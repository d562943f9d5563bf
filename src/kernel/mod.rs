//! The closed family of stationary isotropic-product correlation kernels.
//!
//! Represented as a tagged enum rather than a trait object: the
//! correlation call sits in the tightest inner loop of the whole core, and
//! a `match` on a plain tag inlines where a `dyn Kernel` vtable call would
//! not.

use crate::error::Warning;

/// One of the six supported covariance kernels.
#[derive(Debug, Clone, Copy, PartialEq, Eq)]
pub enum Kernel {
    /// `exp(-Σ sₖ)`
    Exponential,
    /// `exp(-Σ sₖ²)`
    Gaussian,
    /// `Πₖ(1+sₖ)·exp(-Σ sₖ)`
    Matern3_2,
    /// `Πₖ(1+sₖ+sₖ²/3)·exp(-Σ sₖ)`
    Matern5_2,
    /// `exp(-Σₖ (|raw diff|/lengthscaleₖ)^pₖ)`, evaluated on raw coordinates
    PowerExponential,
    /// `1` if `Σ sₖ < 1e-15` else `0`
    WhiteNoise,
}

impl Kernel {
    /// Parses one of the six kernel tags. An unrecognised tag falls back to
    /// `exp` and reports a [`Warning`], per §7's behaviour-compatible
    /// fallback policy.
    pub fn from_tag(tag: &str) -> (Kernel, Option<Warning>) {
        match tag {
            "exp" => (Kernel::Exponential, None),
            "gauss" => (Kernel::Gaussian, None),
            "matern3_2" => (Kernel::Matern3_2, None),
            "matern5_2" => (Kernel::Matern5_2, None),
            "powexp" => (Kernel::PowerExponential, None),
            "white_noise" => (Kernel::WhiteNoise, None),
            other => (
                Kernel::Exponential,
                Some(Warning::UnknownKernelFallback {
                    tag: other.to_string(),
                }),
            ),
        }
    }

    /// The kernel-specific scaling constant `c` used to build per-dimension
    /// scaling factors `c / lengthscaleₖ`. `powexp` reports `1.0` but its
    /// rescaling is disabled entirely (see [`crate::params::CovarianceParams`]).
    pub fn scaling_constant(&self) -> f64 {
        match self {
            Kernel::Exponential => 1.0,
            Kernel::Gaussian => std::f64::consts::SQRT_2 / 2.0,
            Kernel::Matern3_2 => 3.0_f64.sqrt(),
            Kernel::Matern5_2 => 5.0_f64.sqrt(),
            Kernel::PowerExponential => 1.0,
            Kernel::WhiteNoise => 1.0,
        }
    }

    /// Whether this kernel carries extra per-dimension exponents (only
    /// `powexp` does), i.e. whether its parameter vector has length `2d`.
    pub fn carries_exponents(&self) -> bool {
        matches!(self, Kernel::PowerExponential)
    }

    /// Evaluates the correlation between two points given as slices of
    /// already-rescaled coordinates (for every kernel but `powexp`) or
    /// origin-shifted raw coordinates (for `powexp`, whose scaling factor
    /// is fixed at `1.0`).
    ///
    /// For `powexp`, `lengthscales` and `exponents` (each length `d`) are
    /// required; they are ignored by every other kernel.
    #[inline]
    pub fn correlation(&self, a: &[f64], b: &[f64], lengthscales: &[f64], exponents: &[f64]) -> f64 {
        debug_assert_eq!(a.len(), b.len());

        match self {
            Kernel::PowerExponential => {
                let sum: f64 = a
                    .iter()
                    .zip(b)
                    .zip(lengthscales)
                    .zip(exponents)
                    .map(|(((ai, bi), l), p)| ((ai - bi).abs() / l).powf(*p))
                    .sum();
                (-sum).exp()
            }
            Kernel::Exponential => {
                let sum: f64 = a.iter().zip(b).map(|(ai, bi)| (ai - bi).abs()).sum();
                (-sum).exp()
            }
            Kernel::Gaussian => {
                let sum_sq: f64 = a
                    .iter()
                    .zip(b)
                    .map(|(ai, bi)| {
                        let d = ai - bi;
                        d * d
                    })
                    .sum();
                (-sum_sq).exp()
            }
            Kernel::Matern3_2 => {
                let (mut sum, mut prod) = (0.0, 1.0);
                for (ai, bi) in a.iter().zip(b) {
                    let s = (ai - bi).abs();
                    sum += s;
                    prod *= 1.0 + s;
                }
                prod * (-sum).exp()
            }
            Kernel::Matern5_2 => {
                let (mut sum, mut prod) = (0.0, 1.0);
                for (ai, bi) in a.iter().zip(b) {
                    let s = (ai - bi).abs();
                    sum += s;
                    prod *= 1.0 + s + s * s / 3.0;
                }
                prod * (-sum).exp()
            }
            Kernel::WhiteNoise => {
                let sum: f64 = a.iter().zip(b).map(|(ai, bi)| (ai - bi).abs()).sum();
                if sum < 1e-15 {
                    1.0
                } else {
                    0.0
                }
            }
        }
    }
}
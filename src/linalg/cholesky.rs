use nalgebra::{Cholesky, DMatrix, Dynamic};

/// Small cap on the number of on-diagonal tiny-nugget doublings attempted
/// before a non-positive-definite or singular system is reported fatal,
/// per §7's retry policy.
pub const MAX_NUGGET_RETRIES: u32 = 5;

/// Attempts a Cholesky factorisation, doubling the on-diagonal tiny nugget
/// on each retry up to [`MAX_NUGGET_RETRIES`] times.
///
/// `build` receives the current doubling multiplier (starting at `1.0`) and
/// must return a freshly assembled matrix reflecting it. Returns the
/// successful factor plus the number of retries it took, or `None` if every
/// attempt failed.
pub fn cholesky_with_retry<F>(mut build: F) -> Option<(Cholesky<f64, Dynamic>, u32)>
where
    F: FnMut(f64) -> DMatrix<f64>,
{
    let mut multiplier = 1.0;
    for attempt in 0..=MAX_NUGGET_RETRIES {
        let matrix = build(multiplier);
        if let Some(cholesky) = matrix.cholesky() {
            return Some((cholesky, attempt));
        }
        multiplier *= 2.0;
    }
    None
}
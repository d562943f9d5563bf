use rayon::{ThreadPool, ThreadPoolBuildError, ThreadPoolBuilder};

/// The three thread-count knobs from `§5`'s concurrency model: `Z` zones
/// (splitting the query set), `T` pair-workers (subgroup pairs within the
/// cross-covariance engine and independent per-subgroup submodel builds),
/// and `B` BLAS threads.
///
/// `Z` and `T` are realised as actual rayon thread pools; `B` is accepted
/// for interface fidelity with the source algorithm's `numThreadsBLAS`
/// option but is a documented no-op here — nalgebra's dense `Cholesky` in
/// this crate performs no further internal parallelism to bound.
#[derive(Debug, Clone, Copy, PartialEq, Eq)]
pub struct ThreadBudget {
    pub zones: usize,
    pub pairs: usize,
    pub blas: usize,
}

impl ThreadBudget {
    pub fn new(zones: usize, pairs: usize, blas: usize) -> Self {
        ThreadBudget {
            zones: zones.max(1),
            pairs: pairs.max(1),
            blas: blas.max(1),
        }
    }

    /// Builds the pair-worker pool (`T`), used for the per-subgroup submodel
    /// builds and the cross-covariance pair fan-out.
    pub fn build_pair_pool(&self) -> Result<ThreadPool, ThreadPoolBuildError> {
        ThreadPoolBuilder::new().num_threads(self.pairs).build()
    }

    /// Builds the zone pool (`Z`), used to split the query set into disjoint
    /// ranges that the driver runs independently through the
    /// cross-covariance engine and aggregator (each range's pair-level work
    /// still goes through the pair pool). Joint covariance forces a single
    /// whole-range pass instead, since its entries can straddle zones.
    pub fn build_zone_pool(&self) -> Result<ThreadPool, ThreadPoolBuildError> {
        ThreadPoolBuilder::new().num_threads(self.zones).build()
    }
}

══════

Exercise
Go through the records and pull out each line that includes the word "Gaussian".

Reply to the task
    Gaussian,
            "gauss" => (Kernel::Gaussian, None),
            Kernel::Gaussian => std::f64::consts::SQRT_2 / 2.0,
            Kernel::Gaussian => {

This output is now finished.